» YOUR TASK
The records below must be transcribed exactly.

[Dataset entries]
·····

use actix_cors::Cors;
use actix_web::web::Data;
use actix_web::{web, App, HttpServer};
use diesel::{r2d2::ConnectionManager, PgConnection};
use serde::{Deserialize, Serialize};
use std::collections::HashSet;
use std::env;

use std::sync::Arc;
use tokio::sync::mpsc;
use tokio::sync::RwLock;

use core_types::{DbPool, LedgerStats, UserId};
use utils::xzmq::SocketContext;

pub mod comms;
pub mod jwt;
pub mod routes;

use comms::*;

#[derive(Serialize, Deserialize, Clone)]
pub struct ApiSettings {
    psql_url: String,
    api_zmq_push_address: String,
    api_zmq_subscribe_address: String,
    admin_uids: Vec<UserId>,
}

/// How long computed ledger stats stay fresh without being invalidated.
const STATS_TTL_SECS: u64 = 30;

pub struct LedgerStatsCache {
    pub stats: Option<LedgerStats>,
    pub last_updated: std::time::Instant,
}

impl LedgerStatsCache {
    /// Dropping the cached value forces the next stats read to hit the database.
    pub fn invalidate(&mut self) {
        self.stats = None;
    }

    pub fn set(&mut self, stats: LedgerStats) {
        self.stats = Some(stats);
        self.last_updated = std::time::Instant::now();
    }

    pub fn get_fresh(&self) -> Option<LedgerStats> {
        let stats = self.stats?;
        if self.last_updated.elapsed().as_secs() > STATS_TTL_SECS {
            return None;
        }
        Some(stats)
    }
}

impl Default for LedgerStatsCache {
    fn default() -> Self {
        Self {
            stats: None,
            last_updated: std::time::Instant::now(),
        }
    }
}

pub type WebDbPool = web::Data<DbPool>;
pub type WebSender = web::Data<mpsc::Sender<Envelope>>;
pub type WebStatsCache = web::Data<Arc<RwLock<LedgerStatsCache>>>;

pub async fn start(settings: ApiSettings) -> std::io::Result<()> {
    let endpoint = env::var("ENDPOINT").unwrap_or("127.0.0.1:8080".to_string());
    let pool = r2d2::Pool::builder()
        .build(ConnectionManager::<PgConnection>::new(settings.psql_url.clone()))
        .expect("Failed to create pool.");

    {
        let conn = pool.get().expect("Failed to get DB connection to initialize models");
        models::init(&conn).expect("Failed to initialize models");
    }

    let (tx, rx) = mpsc::channel(1024);

    let context = SocketContext::new();
    let subscriber = context.create_subscriber(&settings.api_zmq_subscribe_address);
    let pusher = context.create_push(&settings.api_zmq_push_address);

    tokio::task::spawn(CommsActor::start(tx.clone(), rx, subscriber, pusher, settings.clone()));

    let admin_uids: HashSet<UserId> = settings.admin_uids.iter().copied().collect();

    let stats_cache = Arc::new(RwLock::new(LedgerStatsCache::default()));

    HttpServer::new(move || {
        App::new()
            .wrap(Cors::permissive())
            .app_data(Data::new(pool.clone()))
            .app_data(Data::new(tx.clone()))
            .app_data(Data::new(stats_cache.clone()))
            .app_data(Data::new(admin_uids.clone()))
            .service(routes::auth::create)
            .service(routes::auth::auth)
            .service(routes::auth::whoami)
            .service(routes::auth::refresh)
            .service(routes::profile::get_profile)
            .service(routes::profile::update_profile)
            .service(routes::profile::export_identities)
            .service(routes::aid_requests::get_aid_requests)
            .service(routes::aid_requests::create_aid_request)
            .service(routes::aid_requests::update_aid_request_status)
            .service(routes::tokens::get_tokens)
            .service(routes::tokens::create_token)
            .service(routes::tokens::get_token_balance)
            .service(routes::aid_tokens::get_aid_tokens)
            .service(routes::aid_tokens::create_aid_token)
            .service(routes::distributions::get_distributions)
            .service(routes::distributions::create_distribution)
            .service(routes::verifications::get_verifications)
            .service(routes::verifications::create_verification)
            .service(routes::verifications::get_verifiers)
            .service(routes::verifications::apply_as_verifier)
            .service(routes::verifications::get_verifier_applications)
            .service(routes::admin::approve_verifier_application)
            .service(routes::ledger::get_ledger_txs)
            .service(routes::ledger::get_ledger_stats)
            .service(routes::reports::get_reports)
            .service(routes::reports::create_report)
    })
    .bind(endpoint)?
    .run()
    .await
}

#[cfg(test)]
mod tests {
    use super::*;
    use rust_decimal_macros::dec;

    #[test]
    fn invalidation_clears_cached_stats() {
        let mut cache = LedgerStatsCache::default();
        assert!(cache.get_fresh().is_none());

        cache.set(LedgerStats::new(10, 5, dec!(2500)));
        assert!(cache.get_fresh().is_some());

        cache.invalidate();
        assert!(cache.get_fresh().is_none());
    }

    #[test]
    fn set_refreshes_the_clock() {
        let mut cache = LedgerStatsCache::default();
        cache.set(LedgerStats::new(1, 1, dec!(1)));
        let stats = cache.get_fresh().unwrap();
        assert_eq!(stats.total_transactions, 1);
        assert_eq!(stats.privacy_rate, dec!(100));
    }
}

·····

» TASK SOLUTION
use actix_cors::Cors;
use actix_web::web::Data;
use actix_web::{web, App, HttpServer};
use diesel::{r2d2::ConnectionManager, PgConnection};
use serde::{Deserialize, Serialize};
use std::collections::HashSet;
use std::env;

use std::sync::Arc;
use tokio::sync::mpsc;
use tokio::sync::RwLock;

use core_types::{DbPool, LedgerStats, UserId};
use utils::xzmq::SocketContext;

pub mod comms;
pub mod jwt;
pub mod routes;

use comms::*;

#[derive(Serialize, Deserialize, Clone)]
pub struct ApiSettings {
    psql_url: String,
    api_zmq_push_address: String,
    api_zmq_subscribe_address: String,
    admin_uids: Vec<UserId>,
}

/// How long computed ledger stats stay fresh without being invalidated.
const STATS_TTL_SECS: u64 = 30;

pub struct LedgerStatsCache {
    pub stats: Option<LedgerStats>,
    pub last_updated: std::time::Instant,
}

impl LedgerStatsCache {
    /// Dropping the cached value forces the next stats read to hit the database.
    pub fn invalidate(&mut self) {
        self.stats = None;
    }

    pub fn set(&mut self, stats: LedgerStats) {
        self.stats = Some(stats);
        self.last_updated = std::time::Instant::now();
    }

    pub fn get_fresh(&self) -> Option<LedgerStats> {
        let stats = self.stats?;
        if self.last_updated.elapsed().as_secs() > STATS_TTL_SECS {
            return None;
        }
        Some(stats)
    }
}

impl Default for LedgerStatsCache {
    fn default() -> Self {
        Self {
            stats: None,
            last_updated: std::time::Instant::now(),
        }
    }
}

pub type WebDbPool = web::Data<DbPool>;
pub type WebSender = web::Data<mpsc::Sender<Envelope>>;
pub type WebStatsCache = web::Data<Arc<RwLock<LedgerStatsCache>>>;

pub async fn start(settings: ApiSettings) -> std::io::Result<()> {
    let endpoint = env::var("ENDPOINT").unwrap_or("127.0.0.1:8080".to_string());
    let pool = r2d2::Pool::builder()
        .build(ConnectionManager::<PgConnection>::new(settings.psql_url.clone()))
        .expect("Failed to create pool.");

    {
        let conn = pool.get().expect("Failed to get DB connection to initialize models");
        models::init(&conn).expect("Failed to initialize models");
    }

    let (tx, rx) = mpsc::channel(1024);

    let context = SocketContext::new();
    let subscriber = context.create_subscriber(&settings.api_zmq_subscribe_address);
    let pusher = context.create_push(&settings.api_zmq_push_address);

    tokio::task::spawn(CommsActor::start(tx.clone(), rx, subscriber, pusher, settings.clone()));

    let admin_uids: HashSet<UserId> = settings.admin_uids.iter().copied().collect();

    let stats_cache = Arc::new(RwLock::new(LedgerStatsCache::default()));

    HttpServer::new(move || {
        App::new()
            .wrap(Cors::permissive())
            .app_data(Data::new(pool.clone()))
            .app_data(Data::new(tx.clone()))
            .app_data(Data::new(stats_cache.clone()))
            .app_data(Data::new(admin_uids.clone()))
            .service(routes::auth::create)
            .service(routes::auth::auth)
            .service(routes::auth::whoami)
            .service(routes::auth::refresh)
            .service(routes::profile::get_profile)
            .service(routes::profile::update_profile)
            .service(routes::profile::export_identities)
            .service(routes::aid_requests::get_aid_requests)
            .service(routes::aid_requests::create_aid_request)
            .service(routes::aid_requests::update_aid_request_status)
            .service(routes::tokens::get_tokens)
            .service(routes::tokens::create_token)
            .service(routes::tokens::get_token_balance)
            .service(routes::aid_tokens::get_aid_tokens)
            .service(routes::aid_tokens::create_aid_token)
            .service(routes::distributions::get_distributions)
            .service(routes::distributions::create_distribution)
            .service(routes::verifications::get_verifications)
            .service(routes::verifications::create_verification)
            .service(routes::verifications::get_verifiers)
            .service(routes::verifications::apply_as_verifier)
            .service(routes::verifications::get_verifier_applications)
            .service(routes::admin::approve_verifier_application)
            .service(routes::ledger::get_ledger_txs)
            .service(routes::ledger::get_ledger_stats)
            .service(routes::reports::get_reports)
            .service(routes::reports::create_report)
    })
    .bind(endpoint)?
    .run()
    .await
}

#[cfg(test)]
mod tests {
    use super::*;
    use rust_decimal_macros::dec;

    #[test]
    fn invalidation_clears_cached_stats() {
        let mut cache = LedgerStatsCache::default();
        assert!(cache.get_fresh().is_none());

        cache.set(LedgerStats::new(10, 5, dec!(2500)));
        assert!(cache.get_fresh().is_some());

        cache.invalidate();
        assert!(cache.get_fresh().is_none());
    }

    #[test]
    fn set_refreshes_the_clock() {
        let mut cache = LedgerStatsCache::default();
        cache.set(LedgerStats::new(1, 1, dec!(1)));
        let stats = cache.get_fresh().unwrap();
        assert_eq!(stats.total_transactions, 1);
        assert_eq!(stats.privacy_rate, dec!(100));
    }
}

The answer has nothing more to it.